Resort infrastruktury chce rozszerzenia instytucji zawieszenia prawa jazdy

Zatrzymanie prawa jazdy będzie skutkowało zawieszeniem uprawnień. Kierowca, który mimo to wsiądzie za kierownicę, narazi się na mandat 10 razy wyższy - pisze czwartkowy "Dziennik Gazeta Prawna"

Zdjęcie ilustracyjne
Zdjęcie ilustracyjne
pixabay.com /Creative Commons CC0/jarmoluk

"DGP" przypomina, że zgodnie z obecnym taryfikatorem, grzywna dla kierowcy, który zapomniał dokumentu prawa jazdy wynosi 50 zł. Czym innym jest jednak - zaznacza gazeta - sytuacja, w której kierujący zapomniał prawa jazdy, a inna, gdy nie może okazać dokumentu, bo wcześniej dokument został zatrzymany. Tymczasem - jak czytamy - tacy kierowcy są niejednokrotnie traktowani tak samo jak ci zapominalscy i często dostają tylko mandat za brak dokumentu.

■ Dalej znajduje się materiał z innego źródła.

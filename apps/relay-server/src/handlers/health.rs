//! Health check endpoint.

use actix_web::HttpResponse;
use relay_shared::dto::HealthResponse;

/// Health check endpoint - returns server status.
///
/// GET /api/health
pub async fn health_check() -> HttpResponse {
    let response = HealthResponse {
        status: "ok".to_string(),
        version: env!("CARGO_PKG_VERSION").to_string(),
        timestamp: chrono::Utc::now().to_rfc3339(),
    };

    HttpResponse::Ok().json(response)
}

Dlatego też - jak informuje "Dziennik Gazeta Prawna" - resort infrastruktury chce rozszerzenia instytucji zawieszenia prawa jazdy. W tym celu miałby zostać zwiększony katalog przypadków – określonych w art. 104a ustawy o kierujących pojazdami – w których zatrzymanie dokumentu prawa jazdy będzie powodowało zawieszenie uprawnień.

Rozwiązania te - według "DGP" - przewiduje skierowany do konsultacji projekt nowelizacji ustawy o transporcie drogowym, który zmienia też ustawę o kierujących pojazdami.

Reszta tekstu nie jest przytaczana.